Why Is Traditional Cuban Coffee Served In Such Small Cups?

In addition to being a tasty pick-me-up, coffee is a complex cultural phenomenon. From the centuries-old serving traditions of Turkish coffee to the Vietnamese Bạc Xỉu — crafted with condensed milk to save on dairy — a cup of joe can reflect a nation's history, politics, and people.

Such a quality is especially true for the iconic Café Cubano, which stands apart from other whipped coffees. The drink's Cuban origins showcase the island's rich coffee history, which was once in abundant production but decades later fell into shortage. The beverage's consumption out of a small espresso cup resulted due to such scarcity. Cuban coffee is crafted with a moka pot, rather than an espresso machine and brewed extra bold. Such undersized vessels help prolong the coffee-drinking experience by enabling the consumption of several rounds. No surprise such quick hits of flavor became intertwined with the beverage and later integrated into Florida's coffee culture, too. Who wouldn't want another round of such a tasty drink?

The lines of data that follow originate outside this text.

//! Contact directory
//!
//! The alert flow only reads contacts. The two stores here exist so the
//! flow can run outside the app: an in-memory list and a JSON file.

use async_trait::async_trait;
use parking_lot::RwLock;
use std::path::{Path, PathBuf};
use std::sync::Arc;

use crate::model::{Contact, ContactId};
use crate::{Result, SafeherError};

/// Ordered source of trusted recipients
#[async_trait]
pub trait ContactDirectory: Send + Sync + std::fmt::Debug {
    /// All contacts in display order. Empty is a valid answer.
    async fn contacts(&self) -> Result<Vec<Contact>>;
}

/// In-memory directory
#[derive(Debug, Clone, Default)]
pub struct InMemoryDirectory {
    contacts: Arc<RwLock<Vec<Contact>>>,
}

impl InMemoryDirectory {
    pub fn new() -> Self {
        Self::default()
    }

    pub fn with_contacts(contacts: Vec<Contact>) -> Self {
        Self {
            contacts: Arc::new(RwLock::new(contacts)),
        }
    }

    pub fn add(&self, contact: Contact) {
        self.contacts.write().push(contact);
    }

    pub fn remove(&self, id: &ContactId) -> Option<Contact> {
        let mut contacts = self.contacts.write();
        let index = contacts.iter().position(|c| &c.id == id)?;
        Some(contacts.remove(index))
    }

    pub fn len(&self) -> usize {
        self.contacts.read().len()
    }

    pub fn is_empty(&self) -> bool {
        self.contacts.read().is_empty()
    }
}

#[async_trait]
impl ContactDirectory for InMemoryDirectory {
    async fn contacts(&self) -> Result<Vec<Contact>> {
        Ok(self.contacts.read().clone())
    }
}

/// Directory stored as a JSON array on disk
#[derive(Debug, Clone)]
pub struct JsonFileDirectory {
    path: PathBuf,
}

impl JsonFileDirectory {
    pub fn new(path: impl Into<PathBuf>) -> Self {
        Self { path: path.into() }
    }

    pub fn path(&self) -> &Path {
        &self.path
    }

    /// Read the file; a missing file is an empty directory.
    pub async fn load(&self) -> Result<Vec<Contact>> {
        if !tokio::fs::try_exists(&self.path).await? {
            return Ok(Vec::new());
        }

        let content = tokio::fs::read_to_string(&self.path).await?;
        if content.trim().is_empty() {
            return Ok(Vec::new());
        }

        serde_json::from_str(&content).map_err(|e| {
            SafeherError::Directory(format!("invalid contacts file {:?}: {}", self.path, e))
        })
    }

    pub async fn save(&self, contacts: &[Contact]) -> Result<()> {
        if let Some(parent) = self.path.parent() {
            if !parent.as_os_str().is_empty() {
                tokio::fs::create_dir_all(parent).await?;
            }
        }
        let content = serde_json::to_string_pretty(contacts)?;

        // the live file is only ever replaced whole
        let staging = self.staging_path();
        tokio::fs::write(&staging, content).await?;
        tokio::fs::rename(&staging, &self.path).await?;
        Ok(())
    }

    fn staging_path(&self) -> PathBuf {
        let mut name = self
            .path
            .file_name()
            .map(|n| n.to_os_string())
            .unwrap_or_default();
        name.push(".tmp");
        self.path.with_file_name(name)
    }

    /// Append a contact and persist.
    pub async fn add(&self, contact: Contact) -> Result<Contact> {
        let mut contacts = self.load().await?;
        contacts.push(contact.clone());
        self.save(&contacts).await?;
        tracing::info!("Contact added: {}", contact.id);
        Ok(contact)
    }

    /// Remove a contact by id and persist.
    pub async fn remove(&self, id: &ContactId) -> Result<Contact> {
        let mut contacts = self.load().await?;
        let index = contacts
            .iter()
            .position(|c| &c.id == id)
            .ok_or_else(|| SafeherError::ContactNotFound(id.to_string()))?;
        let removed = contacts.remove(index);
        self.save(&contacts).await?;
        tracing::info!("Contact removed: {}", id);
        Ok(removed)
    }
}

#[async_trait]
impl ContactDirectory for JsonFileDirectory {
    async fn contacts(&self) -> Result<Vec<Contact>> {
        self.load().await
    }
}

#[cfg(test)]
mod tests {
    use super::*;
    use tempfile::tempdir;

    #[tokio::test]
    async fn test_in_memory_directory_preserves_order() {
        let directory = InMemoryDirectory::new();
        assert!(directory.contacts().await.unwrap().is_empty());

        directory.add(Contact::new("Asha", "+911111"));
        directory.add(Contact::new("Meera", "+912222"));
        assert_eq!(directory.len(), 2);

        let names: Vec<String> = directory
            .contacts()
            .await
            .unwrap()
            .into_iter()
            .map(|c| c.name)
            .collect();
        assert_eq!(names, vec!["Asha", "Meera"]);
    }

    #[test]
    fn test_in_memory_remove() {
        let asha = Contact::new("Asha", "+911111");
        let directory = InMemoryDirectory::with_contacts(vec![asha.clone()]);

        assert_eq!(directory.remove(&asha.id), Some(asha.clone()));
        assert!(directory.remove(&asha.id).is_none());
        assert!(directory.is_empty());
    }

    #[tokio::test]
    async fn test_missing_file_is_empty() {
        let dir = tempdir().unwrap();
        let directory = JsonFileDirectory::new(dir.path().join("contacts.json"));
        assert!(directory.contacts().await.unwrap().is_empty());
    }

    #[tokio::test]
    async fn test_file_add_and_remove() {
        let dir = tempdir().unwrap();
        let directory = JsonFileDirectory::new(dir.path().join("nested").join("contacts.json"));

        let asha = directory.add(Contact::new("Asha", "+911111")).await.unwrap();
        directory.add(Contact::new("Meera", "+912222")).await.unwrap();
        assert_eq!(directory.contacts().await.unwrap().len(), 2);

        let removed = directory.remove(&asha.id).await.unwrap();
        assert_eq!(removed.name, "Asha");

        let remaining = directory.contacts().await.unwrap();
        assert_eq!(remaining.len(), 1);
        assert_eq!(remaining[0].name, "Meera");

        let missing = directory.remove(&asha.id).await;
        assert!(matches!(missing, Err(SafeherError::ContactNotFound(_))));
    }

    #[tokio::test]
    async fn test_save_replaces_file_through_staging() {
        let dir = tempdir().unwrap();
        let path = dir.path().join("contacts.json");
        let staging = dir.path().join("contacts.json.tmp");
        let directory = JsonFileDirectory::new(&path);

        directory.add(Contact::new("Asha", "+911111")).await.unwrap();

        // an interrupted write only ever leaves the staging file behind
        std::fs::write(&staging, "[{\"id\": \"trunc").unwrap();
        assert_eq!(directory.contacts().await.unwrap().len(), 1);

        directory.add(Contact::new("Meera", "+912222")).await.unwrap();
        assert!(!staging.exists());
        assert_eq!(directory.contacts().await.unwrap().len(), 2);
    }

    #[tokio::test]
    async fn test_corrupt_file_is_directory_error() {
        let dir = tempdir().unwrap();
        let path = dir.path().join("contacts.json");
        std::fs::write(&path, "{ not json").unwrap();

        let directory = JsonFileDirectory::new(path);
        assert!(matches!(
            directory.contacts().await,
            Err(SafeherError::Directory(_))
        ));
    }
}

Cuban coffee packs intense flavor into small servings

Cuban coffee's small vessels aid in having multiple sessions — after all, the island's coffee culture is a social affair. To deliver an intensely flavored hit, the coffee's crafted with a bold palate in mind, sometimes even cut with chickpeas for added bitterness. Then to smoothen the drinking experience, as well as add a tasty foamy element, the whipped sugar is dolloped on top. Such a small cup aids in drinking the boldly flavored beverage all in one go.

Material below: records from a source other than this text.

//! In-process device driven by a [`DeviceProfile`]

use async_trait::async_trait;
use parking_lot::{Mutex, RwLock};
use serde::{Deserialize, Serialize};
use std::collections::HashMap;

use super::{
    Accuracy, ComposerResult, DeviceError, DeviceMessenger, GrantStatus, PermissionBackend,
    PositionSource,
};
use crate::model::{Capability, PositionFix};

/// Coordinates the simulated GPS reports
#[derive(Debug, Clone, Copy, PartialEq, Serialize, Deserialize)]
pub struct Coordinates {
    pub latitude: f64,
    pub longitude: f64,
    pub accuracy_m: Option<f64>,
}

/// Behaviour of a [`SimulatedDevice`]
#[derive(Debug, Clone, PartialEq, Serialize, Deserialize)]
#[serde(default)]
pub struct DeviceProfile {
    /// Initial location grant
    pub location: GrantStatus,

    /// Initial notification grant
    pub notifications: GrantStatus,

    /// What the user answers when prompted
    pub grant_on_request: bool,

    /// Position the GPS reports; `None` makes every read fail
    pub position: Option<Coordinates>,

    /// Whether the SMS composer exists
    pub messaging_available: bool,

    /// How the composer finishes
    pub composer_result: ComposerResult,

    /// Make every permission query and prompt error out
    pub fail_permission_queries: bool,
}

impl Default for DeviceProfile {
    fn default() -> Self {
        Self {
            location: GrantStatus::Undetermined,
            notifications: GrantStatus::Undetermined,
            grant_on_request: true,
            position: Some(Coordinates {
                latitude: 28.6139,
                longitude: 77.209,
                accuracy_m: Some(12.0),
            }),
            messaging_available: true,
            composer_result: ComposerResult::Sent,
            fail_permission_queries: false,
        }
    }
}

impl DeviceProfile {
    pub fn with_location(mut self, status: GrantStatus) -> Self {
        self.location = status;
        self
    }

    pub fn with_grant_on_request(mut self, grant: bool) -> Self {
        self.grant_on_request = grant;
        self
    }

    pub fn with_position(mut self, latitude: f64, longitude: f64) -> Self {
        self.position = Some(Coordinates {
            latitude,
            longitude,
            accuracy_m: None,
        });
        self
    }

    pub fn without_position(mut self) -> Self {
        self.position = None;
        self
    }

    pub fn with_messaging_available(mut self, available: bool) -> Self {
        self.messaging_available = available;
        self
    }

    pub fn with_composer_result(mut self, result: ComposerResult) -> Self {
        self.composer_result = result;
        self
    }

    pub fn with_failing_permissions(mut self) -> Self {
        self.fail_permission_queries = true;
        self
    }
}

/// One interaction with the simulated OS
#[derive(Debug, Clone, PartialEq)]
pub enum DeviceCall {
    PermissionStatus(Capability),
    PermissionRequest(Capability),
    PositionRead(Accuracy),
    MessagingAvailability,
    Compose { recipients: Vec<String>, body: String },
}

/// Device that answers from a profile and records every call
#[derive(Debug)]
pub struct SimulatedDevice {
    profile: DeviceProfile,
    grants: RwLock<HashMap<Capability, GrantStatus>>,
    calls: Mutex<Vec<DeviceCall>>,
}

impl SimulatedDevice {
    pub fn new(profile: DeviceProfile) -> Self {
        let mut grants = HashMap::new();
        grants.insert(Capability::Location, profile.location);
        grants.insert(Capability::Notifications, profile.notifications);

        Self {
            profile,
            grants: RwLock::new(grants),
            calls: Mutex::new(Vec::new()),
        }
    }

    pub fn profile(&self) -> &DeviceProfile {
        &self.profile
    }

    /// Current grant for a capability, without recording a call
    pub fn grant(&self, capability: Capability) -> GrantStatus {
        match capability {
            Capability::Messaging => self.messaging_grant(),
            other => self.grants.read().get(&other).copied().unwrap_or_default(),
        }
    }

    /// Every call so far, in order
    pub fn calls(&self) -> Vec<DeviceCall> {
        self.calls.lock().clone()
    }

    pub fn permission_requests(&self, capability: Capability) -> usize {
        self.count(|c| matches!(c, DeviceCall::PermissionRequest(cap) if *cap == capability))
    }

    pub fn position_reads(&self) -> usize {
        self.count(|c| matches!(c, DeviceCall::PositionRead(_)))
    }

    pub fn availability_checks(&self) -> usize {
        self.count(|c| matches!(c, DeviceCall::MessagingAvailability))
    }

    /// Recipients and body of every composer invocation
    pub fn composed(&self) -> Vec<(Vec<String>, String)> {
        self.calls
            .lock()
            .iter()
            .filter_map(|c| match c {
                DeviceCall::Compose { recipients, body } => Some((recipients.clone(), body.clone())),
                _ => None,
            })
            .collect()
    }

    fn count(&self, pred: impl Fn(&DeviceCall) -> bool) -> usize {
        self.calls.lock().iter().filter(|c| pred(c)).count()
    }

    fn record(&self, call: DeviceCall) {
        self.calls.lock().push(call);
    }

    fn messaging_grant(&self) -> GrantStatus {
        if self.profile.messaging_available {
            GrantStatus::Granted
        } else {
            GrantStatus::Denied
        }
    }

    fn injected_failure(&self, capability: Capability) -> Result<(), DeviceError> {
        if self.profile.fail_permission_queries {
            return Err(DeviceError::Permission {
                capability,
                reason: "permission service unavailable".to_string(),
            });
        }
        Ok(())
    }
}

#[async_trait]
impl PermissionBackend for SimulatedDevice {
    async fn status(&self, capability: Capability) -> Result<GrantStatus, DeviceError> {
        self.record(DeviceCall::PermissionStatus(capability));
        self.injected_failure(capability)?;
        Ok(self.grant(capability))
    }

    async fn request(&self, capability: Capability) -> Result<GrantStatus, DeviceError> {
        self.record(DeviceCall::PermissionRequest(capability));
        self.injected_failure(capability)?;

        if capability == Capability::Messaging {
            return Ok(self.messaging_grant());
        }

        let mut grants = self.grants.write();
        let current = grants.get(&capability).copied().unwrap_or_default();
        if current.is_granted() {
            return Ok(current);
        }

        let answer = if self.profile.grant_on_request {
            GrantStatus::Granted
        } else {
            GrantStatus::Denied
        };
        grants.insert(capability, answer);
        tracing::debug!("Simulated prompt for {}: {:?}", capability, answer);
        Ok(answer)
    }
}

#[async_trait]
impl PositionSource for SimulatedDevice {
    async fn current_position(&self, accuracy: Accuracy) -> Result<PositionFix, DeviceError> {
        self.record(DeviceCall::PositionRead(accuracy));

        let coords = self.profile.position.ok_or(DeviceError::HardwareUnavailable)?;
        let fix = PositionFix::new(coords.latitude, coords.longitude);
        Ok(match coords.accuracy_m {
            Some(radius) => fix.with_accuracy(radius),
            None => fix,
        })
    }
}

#[async_trait]
impl DeviceMessenger for SimulatedDevice {
    async fn is_available(&self) -> Result<bool, DeviceError> {
        self.record(DeviceCall::MessagingAvailability);
        Ok(self.profile.messaging_available)
    }

    async fn compose(&self, recipients: &[String], body: &str) -> Result<ComposerResult, DeviceError> {
        self.record(DeviceCall::Compose {
            recipients: recipients.to_vec(),
            body: body.to_string(),
        });
        Ok(self.profile.composer_result)
    }
}

#[cfg(test)]
mod tests {
    use super::*;

    #[tokio::test]
    async fn test_status_does_not_change_grant() {
        let device = SimulatedDevice::new(DeviceProfile::default());

        let status = device.status(Capability::Location).await.unwrap();
        assert_eq!(status, GrantStatus::Undetermined);
        assert_eq!(device.grant(Capability::Location), GrantStatus::Undetermined);
    }

    #[tokio::test]
    async fn test_request_applies_prompt_answer() {
        let device = SimulatedDevice::new(DeviceProfile::default().with_grant_on_request(false));

        let status = device.request(Capability::Location).await.unwrap();
        assert_eq!(status, GrantStatus::Denied);
        assert_eq!(device.grant(Capability::Location), GrantStatus::Denied);
        assert_eq!(device.permission_requests(Capability::Location), 1);
    }

    #[tokio::test]
    async fn test_missing_position_is_hardware_failure() {
        let device = SimulatedDevice::new(DeviceProfile::default().without_position());
        assert!(device.profile().position.is_none());

        let err = device.current_position(Accuracy::High).await.unwrap_err();
        assert_eq!(err, DeviceError::HardwareUnavailable);
        assert_eq!(device.position_reads(), 1);
    }

    #[test]
    fn test_profile_deserializes_partial_json() {
        let profile: DeviceProfile =
            serde_json::from_str(r#"{"composer_result": "cancelled"}"#).unwrap();
        assert_eq!(profile.composer_result, ComposerResult::Cancelled);
        assert!(profile.messaging_available);
    }
}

Since the drink is enjoyed right after preparation, the small vessel also functions to keep all elements as hot as possible. The beverage doesn't have the same appeal once cooled, and patrons enjoy stirring in the foam. Much like with espresso culture, the act of preparing and serving the drink is all part of the experience. And what a memorable ritual it is — few coffee drinks match a Cuban coffee in terms of intensity.